As for any link between owl and river I think that is purely coincidental on this occasion, however Tawnies do apparently take fish. That said, it'd be one helluva reckless owl that took a dip in a river that large.
What you can see there is a Great White Egret, the ridiculous big yellow bill is the key feature from this view. It's been hanging around some small fishing lakes a bit SW of Derby for the last week or so, which continues the tour of the Midlands this bird has been on for months now, all of this a fair way off from the East Europe it really belongs in. Haven't my life list to hand, the GWE takes me up to #214 or something like that.
Rubbish view, cold day, stood at the roadside, great bird, and it's all worthwhile.
Oh, as I type there's a 1st-year male Reed Bunting feeding in the snow on my patio, three weeks in and that's #27 for the garden list.
Last video and final words on the Steppe Grey Shrike, as news came today of only feathers being found in the area the bird had been favouring. I saw a Merlin work the ditches myself while on site, Peregrine and Hen Harrier were around too, among commoner predators, so chances are it was snatched by a raptor. A sad demise for an amazing bird, but what a bird!
(By the way, that certainly wasn't me feeding the bird corned beef!)
Shall be moving house fairly soon with my new home closely neighouring the nature reserve at Pleasley.

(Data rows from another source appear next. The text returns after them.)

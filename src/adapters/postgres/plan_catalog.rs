//! PostgreSQL plan catalog.
//!
//! Plans are reference data maintained outside this service; the catalog only
//! reads them.

use async_trait::async_trait;
use sqlx::PgPool;

use crate::domain::foundation::{DomainError, PlanId};
use crate::domain::subscription::Plan;
use crate::ports::PlanCatalog;

pub struct PostgresPlanCatalog {
    pool: PgPool,
}

impl PostgresPlanCatalog {
    pub fn new(pool: PgPool) -> Self {
        Self { pool }
    }
}

#[derive(Debug, sqlx::FromRow)]
struct PlanRow {
    id: String,
    display_name: String,
    provider_price_id: String,
    price: i64,
}

impl TryFrom<PlanRow> for Plan {
    type Error = DomainError;

    fn try_from(row: PlanRow) -> Result<Self, Self::Error> {
        let id = PlanId::new(row.id)
            .map_err(|e| DomainError::database(format!("Invalid plan id: {}", e)))?;
        Plan::new(id, row.display_name, row.provider_price_id, row.price)
            .map_err(|e| DomainError::database(format!("Invalid plan row: {}", e)))
    }
}

#[async_trait]
impl PlanCatalog for PostgresPlanCatalog {
    async fn find(&self, id: &PlanId) -> Result<Option<Plan>, DomainError> {
        let row: Option<PlanRow> = sqlx::query_as(
            "SELECT id, display_name, provider_price_id, price FROM plans WHERE id = $1",
        )
        .bind(id.as_str())
        .fetch_optional(&self.pool)
        .await
        .map_err(|e| DomainError::database(format!("Failed to find plan: {}", e)))?;

        row.map(Plan::try_from).transpose()
    }

    async fn find_by_price_id(&self, price_id: &str) -> Result<Option<Plan>, DomainError> {
        let row: Option<PlanRow> = sqlx::query_as(
            "SELECT id, display_name, provider_price_id, price FROM plans WHERE provider_price_id = $1",
        )
        .bind(price_id)
        .fetch_optional(&self.pool)
        .await
        .map_err(|e| DomainError::database(format!("Failed to find plan by price: {}", e)))?;

        row.map(Plan::try_from).transpose()
    }

    async fn list(&self) -> Result<Vec<Plan>, DomainError> {
        let rows: Vec<PlanRow> = sqlx::query_as(
            "SELECT id, display_name, provider_price_id, price FROM plans ORDER BY price, id",
        )
        .fetch_all(&self.pool)
        .await
        .map_err(|e| DomainError::database(format!("Failed to list plans: {}", e)))?;

        rows.into_iter().map(Plan::try_from).collect()
    }
}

The garden is full with established trees and potentially poses a squirrel problem for my bird feeders. Not a worry though, the solution is out there, and it's highly amusing...
Speaking of mixes, a nice mix of birds during yesterday's Carsington ABB where we hit 40 different species from the Wildlife Centre for the first time for quite a while. A Kingfisher was the star for most visitors, plus the Great Northern Diver - these winters Carsington wouldn't be Carsington without one of those.